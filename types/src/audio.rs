mod consts;

pub use consts::*;

/// Audio settings for one conversation: what we send and what we want back.
#[derive(Debug, Clone, PartialEq, serde::Serialize, serde::Deserialize)]
#[serde(rename_all = "camelCase")]
pub struct AudioConfig {
    /// Encoding of audio written to the conversation. Supported: LINEAR16, FLAC.
    encoding_in: AudioEncoding,
    /// Between 16000 and 24000.
    sample_rate_in: u32,
    /// Encoding of `audio-data` payloads. Supported: LINEAR16, MP3, OPUS_IN_OGG.
    encoding_out: AudioEncoding,
    /// 16000 or 24000.
    sample_rate_out: u32,
}

impl Default for AudioConfig {
    fn default() -> Self {
        Self {
            encoding_in: AudioEncoding::Linear16,
            sample_rate_in: DEFAULT_SAMPLE_RATE_IN,
            encoding_out: AudioEncoding::Linear16,
            sample_rate_out: DEFAULT_SAMPLE_RATE_OUT,
        }
    }
}

impl AudioConfig {
    pub fn new() -> Self {
        Self::default()
    }

    pub fn with_input(mut self, encoding: AudioEncoding, sample_rate: u32) -> Self {
        self.encoding_in = encoding;
        self.sample_rate_in = sample_rate;
        self
    }

    pub fn with_output(mut self, encoding: AudioEncoding, sample_rate: u32) -> Self {
        self.encoding_out = encoding;
        self.sample_rate_out = sample_rate;
        self
    }

    pub fn encoding_in(&self) -> AudioEncoding {
        self.encoding_in
    }

    pub fn sample_rate_in(&self) -> u32 {
        self.sample_rate_in
    }

    pub fn encoding_out(&self) -> AudioEncoding {
        self.encoding_out
    }

    pub fn sample_rate_out(&self) -> u32 {
        self.sample_rate_out
    }
}
use std::future::Future;
use std::sync::Arc;
use std::time::Duration;

use tokio::sync::broadcast::error::RecvError;
use tokio::sync::watch;
use tokio::time::Instant;

use crate::assistant::ReadyRx;
use crate::error::{Error, Result};
use crate::home::consts::READY_MESSAGE;

#[derive(Debug, Clone, Copy, PartialEq, Eq)]
pub enum ReadinessState {
    Pending,
    Ready,
    TimedOut,
}

/// Races the assistant's ready notification against an optional deadline.
/// Whichever happens first is final.
pub(crate) struct ReadinessGate {
    state: watch::Sender<ReadinessState>,
    log_on_ready: bool,
}

impl ReadinessGate {
    /// The deadline starts counting now, not when the task is first polled.
    pub(crate) fn spawn(ready_rx: ReadyRx, timeout: Option<Duration>, log_on_ready: bool) -> Arc<Self> {
        let (state, _) = watch::channel(ReadinessState::Pending);
        let gate = Arc::new(Self { state, log_on_ready });

        // A deadline past what `Instant` can represent is the same as none.
        let deadline = timeout.and_then(|timeout| Instant::now().checked_add(timeout));
        let task_gate = gate.clone();
        tokio::spawn(async move {
            task_gate.run(ready_rx, deadline).await;
        });

        gate
    }

    async fn run(&self, ready_rx: ReadyRx, deadline: Option<Instant>) {
        let Some(deadline) = deadline else {
            if wait_for_ready(ready_rx).await {
                self.settle(ReadinessState::Ready);
            } else {
                tracing::debug!("assistant dropped its ready channel before becoming ready");
            }
            return;
        };

        // A closed ready channel leaves the outcome to the timer.
        let ready = async {
            if !wait_for_ready(ready_rx).await {
                std::future::pending::<()>().await;
            }
        };

        tokio::select! {
            _ = ready => {
                self.settle(ReadinessState::Ready);
            }
            _ = tokio::time::sleep_until(deadline) => {
                if self.settle(ReadinessState::TimedOut) {
                    tracing::debug!("assistant was not ready before the deadline");
                }
            }
        }
    }

    /// Moves out of `Pending` exactly once. Returns whether this call did it.
    pub(crate) fn settle(&self, outcome: ReadinessState) -> bool {
        let settled = self.state.send_if_modified(|state| {
            if *state == ReadinessState::Pending {
                *state = outcome;
                true
            } else {
                false
            }
        });

        if settled && outcome == ReadinessState::Ready && self.log_on_ready {
            tracing::info!("{}", READY_MESSAGE);
        }
        settled
    }

    pub(crate) fn state(&self) -> ReadinessState {
        *self.state.borrow()
    }

    pub(crate) fn wait(&self) -> impl Future<Output = Result<()>> + Send + 'static {
        let mut rx = self.state.subscribe();
        async move {
            let settled = rx
                .wait_for(|state| *state != ReadinessState::Pending)
                .await
                .map(|state| *state);
            let state = settled.map_err(|_| Error::AssistantClosed)?;

            if state == ReadinessState::TimedOut {
                Err(Error::InitializationTimeout)
            } else {
                Ok(())
            }
        }
    }
}

/// `false` if the channel closed without a notification. A lagged receiver
/// has missed at least one notification, so it counts as ready.
async fn wait_for_ready(mut ready_rx: ReadyRx) -> bool {
    match ready_rx.recv().await {
        Ok(()) | Err(RecvError::Lagged(_)) => true,
        Err(RecvError::Closed) => false,
    }
}

#[cfg(test)]
mod tests {
    use super::*;
    use std::sync::atomic::{AtomicUsize, Ordering};
    use tokio::sync::broadcast;
    use tracing_subscriber::layer::{Context, Layer, SubscriberExt};

    /// Counts events at INFO or above.
    struct CountLogs(Arc<AtomicUsize>);

    impl<S: tracing::Subscriber> Layer<S> for CountLogs {
        fn on_event(&self, event: &tracing::Event<'_>, _ctx: Context<'_, S>) {
            if *event.metadata().level() <= tracing::Level::INFO {
                self.0.fetch_add(1, Ordering::SeqCst);
            }
        }
    }

    fn count_logs() -> (Arc<AtomicUsize>, tracing::subscriber::DefaultGuard) {
        let count = Arc::new(AtomicUsize::new(0));
        let subscriber = tracing_subscriber::registry().with(CountLogs(count.clone()));
        (count, tracing::subscriber::set_default(subscriber))
    }

    #[tokio::test]
    async fn resolves_once_ready_without_timeout() {
        let (ready_tx, _) = broadcast::channel(4);
        let gate = ReadinessGate::spawn(ready_tx.subscribe(), None, false);
        assert_eq!(gate.state(), ReadinessState::Pending);

        ready_tx.send(()).expect("gate should be listening");
        assert_eq!(gate.wait().await, Ok(()));

        // Extra notifications change nothing.
        let _ = ready_tx.send(());
        assert_eq!(gate.wait().await, Ok(()));
        assert_eq!(gate.state(), ReadinessState::Ready);
    }

    #[tokio::test(start_paused = true)]
    async fn ready_before_timeout_wins() {
        let (ready_tx, _) = broadcast::channel(4);
        let gate = ReadinessGate::spawn(ready_tx.subscribe(), Some(Duration::from_millis(5000)), false);

        ready_tx.send(()).expect("gate should be listening");
        assert_eq!(gate.wait().await, Ok(()));

        tokio::time::advance(Duration::from_millis(10_000)).await;
        let _ = ready_tx.send(());
        assert_eq!(gate.wait().await, Ok(()));
        assert_eq!(gate.state(), ReadinessState::Ready);
    }

    #[tokio::test(start_paused = true)]
    async fn times_out_and_ignores_late_ready() {
        let (count, _guard) = count_logs();
        let (ready_tx, _) = broadcast::channel(4);
        let gate = ReadinessGate::spawn(ready_tx.subscribe(), Some(Duration::from_millis(20)), true);

        tokio::time::advance(Duration::from_millis(50)).await;
        assert_eq!(gate.wait().await, Err(Error::InitializationTimeout));

        let _ = ready_tx.send(());
        tokio::task::yield_now().await;
        assert_eq!(gate.wait().await, Err(Error::InitializationTimeout));
        assert_eq!(gate.state(), ReadinessState::TimedOut);
        assert_eq!(count.load(Ordering::SeqCst), 0);
    }

    #[tokio::test(start_paused = true)]
    async fn closed_ready_channel_leaves_it_to_the_timer() {
        let (ready_tx, ready_rx) = broadcast::channel::<()>(4);
        let gate = ReadinessGate::spawn(ready_rx, Some(Duration::from_millis(20)), false);
        drop(ready_tx);

        assert_eq!(gate.wait().await, Err(Error::InitializationTimeout));
    }

    #[tokio::test]
    async fn huge_timeout_still_waits_for_ready() {
        let (ready_tx, _) = broadcast::channel(4);
        let gate = ReadinessGate::spawn(ready_tx.subscribe(), Some(Duration::from_millis(u64::MAX)), false);

        ready_tx.send(()).expect("gate should be listening");
        assert_eq!(gate.wait().await, Ok(()));
    }

    #[tokio::test]
    async fn lagged_receiver_counts_as_ready() {
        let (ready_tx, ready_rx) = broadcast::channel(1);
        ready_tx.send(()).expect("receiver exists");
        ready_tx.send(()).expect("receiver exists");

        let gate = ReadinessGate::spawn(ready_rx, None, false);
        assert_eq!(gate.wait().await, Ok(()));
    }

    #[test]
    fn settles_only_once() {
        let (state, _) = watch::channel(ReadinessState::Pending);
        let gate = ReadinessGate { state, log_on_ready: false };

        assert!(gate.settle(ReadinessState::TimedOut));
        assert!(!gate.settle(ReadinessState::Ready));
        assert_eq!(gate.state(), ReadinessState::TimedOut);
    }

    #[tokio::test]
    async fn logs_exactly_once_when_asked() {
        let (count, _guard) = count_logs();
        let (ready_tx, _) = broadcast::channel(4);
        let gate = ReadinessGate::spawn(ready_tx.subscribe(), None, true);

        ready_tx.send(()).expect("gate should be listening");
        gate.wait().await.expect("gate should resolve");
        let _ = ready_tx.send(());
        tokio::task::yield_now().await;

        assert!(!gate.settle(ReadinessState::Ready));
        assert_eq!(count.load(Ordering::SeqCst), 1);
    }

    #[tokio::test]
    async fn stays_quiet_by_default() {
        let (count, _guard) = count_logs();
        let (ready_tx, _) = broadcast::channel(4);
        let gate = ReadinessGate::spawn(ready_tx.subscribe(), None, false);

        ready_tx.send(()).expect("gate should be listening");
        gate.wait().await.expect("gate should resolve");

        assert_eq!(count.load(Ordering::SeqCst), 0);
    }
}
use std::path::{Path, PathBuf};
use std::time::Duration;

use crate::home::consts::{KEY_FILE_PATH_VAR, LOG_ON_READY_VAR, SAVED_TOKENS_PATH_VAR, TIMEOUT_MS_VAR};
use crate::types::{AuthConfig, Tokens};

#[derive(Debug, thiserror::Error)]
pub enum ConfigError {
    #[error("Missing environment variable: {0}")]
    MissingVar(String),
    #[error("Invalid timeout, expected milliseconds: {0}")]
    InvalidTimeout(String),
    #[error("failed to read config file: {0}")]
    Io(#[from] std::io::Error),
    #[error("failed to parse config file: {0}")]
    Json(#[from] serde_json::Error),
}

/// Everything `GoogleHome` needs: the assistant's credentials plus the
/// readiness options. Unknown keys in a config file are ignored.
#[derive(Debug, Clone, serde::Serialize, serde::Deserialize)]
#[serde(rename_all = "camelCase")]
pub struct HomeConfig {
    #[serde(flatten)]
    auth: AuthConfig,

    /// How long to wait for the assistant to become ready, in milliseconds.
    /// Waits forever when unset.
    #[serde(default, rename = "timeout", skip_serializing_if = "Option::is_none")]
    timeout_ms: Option<u64>,

    /// Log a notice once the assistant is ready.
    #[serde(default)]
    log_on_ready: bool,
}

pub struct HomeConfigBuilder {
    config: HomeConfig,
}

impl Default for HomeConfigBuilder {
    fn default() -> Self {
        Self::new()
    }
}

impl HomeConfigBuilder {
    pub fn new() -> Self {
        Self {
            config: HomeConfig::new(),
        }
    }

    pub fn with_auth(mut self, auth: AuthConfig) -> Self {
        self.config.auth = auth;
        self
    }

    pub fn with_paths(mut self, key_file_path: impl Into<PathBuf>, saved_tokens_path: impl Into<PathBuf>) -> Self {
        let auth = AuthConfig::new(key_file_path, saved_tokens_path);
        self.config.auth = match self.config.auth.tokens_updated() {
            Some(callback) => {
                let callback = callback.clone();
                auth.with_tokens_updated(move |tokens: &Tokens| callback(tokens))
            }
            None => auth,
        };
        self
    }

    pub fn with_timeout(mut self, timeout: Duration) -> Self {
        self.config.timeout_ms = Some(u64::try_from(timeout.as_millis()).unwrap_or(u64::MAX));
        self
    }

    pub fn with_log_on_ready(mut self, log_on_ready: bool) -> Self {
        self.config.log_on_ready = log_on_ready;
        self
    }

    pub fn build(self) -> HomeConfig {
        self.config
    }
}

impl HomeConfig {
    // Empty paths, no timeout, quiet.
    pub fn new() -> Self {
        Self {
            auth: AuthConfig::new("", ""),
            timeout_ms: None,
            log_on_ready: false,
        }
    }

    pub fn builder() -> HomeConfigBuilder {
        HomeConfigBuilder::new()
    }

    /// Loads configuration from environment variables, reading `.env` first if present.
    ///
    // *   `GOOGLE_HOME_KEY_FILE_PATH`: OAuth client secret file. Required.
    // *   `GOOGLE_HOME_SAVED_TOKENS_PATH`: Where the assistant keeps its tokens. Required.
    // *   `GOOGLE_HOME_TIMEOUT_MS`: (Optional) Readiness timeout in milliseconds.
    // *   `GOOGLE_HOME_LOG_ON_READY`: (Optional) "true"/"1"/"yes" to log once ready.
    pub fn from_env() -> Result<Self, ConfigError> {
        dotenvy::dotenv().ok();
        Self::from_lookup(|name| std::env::var(name).ok())
    }

    pub(crate) fn from_lookup<F>(lookup: F) -> Result<Self, ConfigError>
    where
        F: Fn(&str) -> Option<String>,
    {
        let required = |name: &str| lookup(name).ok_or_else(|| ConfigError::MissingVar(name.to_string()));

        let key_file_path = required(KEY_FILE_PATH_VAR)?;
        let saved_tokens_path = required(SAVED_TOKENS_PATH_VAR)?;

        let timeout_ms = match lookup(TIMEOUT_MS_VAR) {
            Some(raw) => {
                let parsed = raw.trim().parse::<u64>();
                Some(parsed.map_err(|_| ConfigError::InvalidTimeout(raw))?)
            }
            None => None,
        };

        let log_on_ready = lookup(LOG_ON_READY_VAR)
            .map(|raw| matches!(raw.trim().to_lowercase().as_str(), "1" | "true" | "yes"))
            .unwrap_or(false);

        Ok(Self {
            auth: AuthConfig::new(key_file_path, saved_tokens_path),
            timeout_ms,
            log_on_ready,
        })
    }

    /// Reads a JSON config such as
    /// `{ "keyFilePath": "...", "savedTokensPath": "...", "timeout": 5000, "logOnReady": true }`.
    pub fn from_json_file(path: impl AsRef<Path>) -> Result<Self, ConfigError> {
        let text = std::fs::read_to_string(path)?;
        Ok(serde_json::from_str(&text)?)
    }

    pub fn auth(&self) -> &AuthConfig {
        &self.auth
    }

    pub fn timeout(&self) -> Option<Duration> {
        self.timeout_ms.map(Duration::from_millis)
    }

    pub fn log_on_ready(&self) -> bool {
        self.log_on_ready
    }
}

impl Default for HomeConfig {
    fn default() -> Self {
        Self::new()
    }
}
+ + +
__What this task involves__
Reproduce each line of the records in which the string "CountLogs" appears.

__Task answer__
    struct CountLogs(Arc<AtomicUsize>);
    impl<S: tracing::Subscriber> Layer<S> for CountLogs {
        let subscriber = tracing_subscriber::registry().with(CountLogs(count.clone()));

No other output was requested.